__Instructions for the task__: Once you have read the records below, write them all out exactly as given.

__Dataset__:
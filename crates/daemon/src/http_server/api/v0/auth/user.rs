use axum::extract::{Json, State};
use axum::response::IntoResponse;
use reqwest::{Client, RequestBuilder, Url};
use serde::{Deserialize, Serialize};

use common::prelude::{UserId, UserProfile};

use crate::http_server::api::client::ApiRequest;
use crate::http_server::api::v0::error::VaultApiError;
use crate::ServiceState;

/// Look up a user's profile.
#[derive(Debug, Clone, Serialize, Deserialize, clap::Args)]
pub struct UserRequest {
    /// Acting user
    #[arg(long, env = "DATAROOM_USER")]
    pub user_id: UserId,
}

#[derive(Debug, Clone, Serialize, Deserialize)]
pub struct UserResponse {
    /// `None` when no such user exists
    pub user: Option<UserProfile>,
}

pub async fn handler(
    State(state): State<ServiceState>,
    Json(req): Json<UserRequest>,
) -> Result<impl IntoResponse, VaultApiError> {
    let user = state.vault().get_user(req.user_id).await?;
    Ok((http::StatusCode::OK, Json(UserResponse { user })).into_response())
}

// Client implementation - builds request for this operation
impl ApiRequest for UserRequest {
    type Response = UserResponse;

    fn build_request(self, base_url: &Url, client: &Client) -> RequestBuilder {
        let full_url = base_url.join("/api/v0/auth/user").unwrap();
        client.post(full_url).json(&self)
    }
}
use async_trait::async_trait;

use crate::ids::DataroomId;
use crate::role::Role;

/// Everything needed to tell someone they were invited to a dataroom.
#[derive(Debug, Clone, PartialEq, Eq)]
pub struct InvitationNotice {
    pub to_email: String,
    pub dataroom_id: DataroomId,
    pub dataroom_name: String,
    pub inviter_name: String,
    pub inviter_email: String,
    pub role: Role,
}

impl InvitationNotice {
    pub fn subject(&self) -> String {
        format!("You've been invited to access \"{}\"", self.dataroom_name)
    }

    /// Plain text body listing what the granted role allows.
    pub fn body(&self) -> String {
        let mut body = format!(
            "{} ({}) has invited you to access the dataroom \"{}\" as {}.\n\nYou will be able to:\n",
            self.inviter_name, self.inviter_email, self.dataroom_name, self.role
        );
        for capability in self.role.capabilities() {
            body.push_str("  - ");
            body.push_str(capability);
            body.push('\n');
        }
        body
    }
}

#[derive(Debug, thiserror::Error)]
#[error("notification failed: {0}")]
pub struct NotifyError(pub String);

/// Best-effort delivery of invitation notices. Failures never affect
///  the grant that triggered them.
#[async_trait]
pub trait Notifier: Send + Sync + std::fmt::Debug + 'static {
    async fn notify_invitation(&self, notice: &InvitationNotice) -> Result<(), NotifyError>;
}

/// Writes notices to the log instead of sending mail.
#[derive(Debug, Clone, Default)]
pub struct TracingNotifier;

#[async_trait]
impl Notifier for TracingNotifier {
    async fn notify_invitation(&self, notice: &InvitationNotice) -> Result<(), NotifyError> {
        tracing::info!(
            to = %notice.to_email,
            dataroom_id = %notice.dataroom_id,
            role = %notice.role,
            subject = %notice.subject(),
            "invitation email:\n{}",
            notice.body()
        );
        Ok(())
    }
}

__Exercise solution__:
filename crates/daemon/src/http_server/api/v0/auth/user.rs
use axum::extract::{Json, State};
use axum::response::IntoResponse;
use reqwest::{Client, RequestBuilder, Url};
use serde::{Deserialize, Serialize};

use common::prelude::{UserId, UserProfile};

use crate::http_server::api::client::ApiRequest;
use crate::http_server::api::v0::error::VaultApiError;
use crate::ServiceState;

/// Look up a user's profile.
#[derive(Debug, Clone, Serialize, Deserialize, clap::Args)]
pub struct UserRequest {
    /// Acting user
    #[arg(long, env = "DATAROOM_USER")]
    pub user_id: UserId,
}

#[derive(Debug, Clone, Serialize, Deserialize)]
pub struct UserResponse {
    /// `None` when no such user exists
    pub user: Option<UserProfile>,
}

pub async fn handler(
    State(state): State<ServiceState>,
    Json(req): Json<UserRequest>,
) -> Result<impl IntoResponse, VaultApiError> {
    let user = state.vault().get_user(req.user_id).await?;
    Ok((http::StatusCode::OK, Json(UserResponse { user })).into_response())
}

// Client implementation - builds request for this operation
impl ApiRequest for UserRequest {
    type Response = UserResponse;

    fn build_request(self, base_url: &Url, client: &Client) -> RequestBuilder {
        let full_url = base_url.join("/api/v0/auth/user").unwrap();
        client.post(full_url).json(&self)
    }
}
use async_trait::async_trait;

use crate::ids::DataroomId;
use crate::role::Role;

/// Everything needed to tell someone they were invited to a dataroom.
#[derive(Debug, Clone, PartialEq, Eq)]
pub struct InvitationNotice {
    pub to_email: String,
    pub dataroom_id: DataroomId,
    pub dataroom_name: String,
    pub inviter_name: String,
    pub inviter_email: String,
    pub role: Role,
}

impl InvitationNotice {
    pub fn subject(&self) -> String {
        format!("You've been invited to access \"{}\"", self.dataroom_name)
    }

    /// Plain text body listing what the granted role allows.
    pub fn body(&self) -> String {
        let mut body = format!(
            "{} ({}) has invited you to access the dataroom \"{}\" as {}.\n\nYou will be able to:\n",
            self.inviter_name, self.inviter_email, self.dataroom_name, self.role
        );
        for capability in self.role.capabilities() {
            body.push_str("  - ");
            body.push_str(capability);
            body.push('\n');
        }
        body
    }
}

#[derive(Debug, thiserror::Error)]
#[error("notification failed: {0}")]
pub struct NotifyError(pub String);

/// Best-effort delivery of invitation notices. Failures never affect
///  the grant that triggered them.
#[async_trait]
pub trait Notifier: Send + Sync + std::fmt::Debug + 'static {
    async fn notify_invitation(&self, notice: &InvitationNotice) -> Result<(), NotifyError>;
}

/// Writes notices to the log instead of sending mail.
#[derive(Debug, Clone, Default)]
pub struct TracingNotifier;

#[async_trait]
impl Notifier for TracingNotifier {
    async fn notify_invitation(&self, notice: &InvitationNotice) -> Result<(), NotifyError> {
        tracing::info!(
            to = %notice.to_email,
            dataroom_id = %notice.dataroom_id,
            role = %notice.role,
            subject = %notice.subject(),
            "invitation email:\n{}",
            notice.body()
        );
        Ok(())
    }
}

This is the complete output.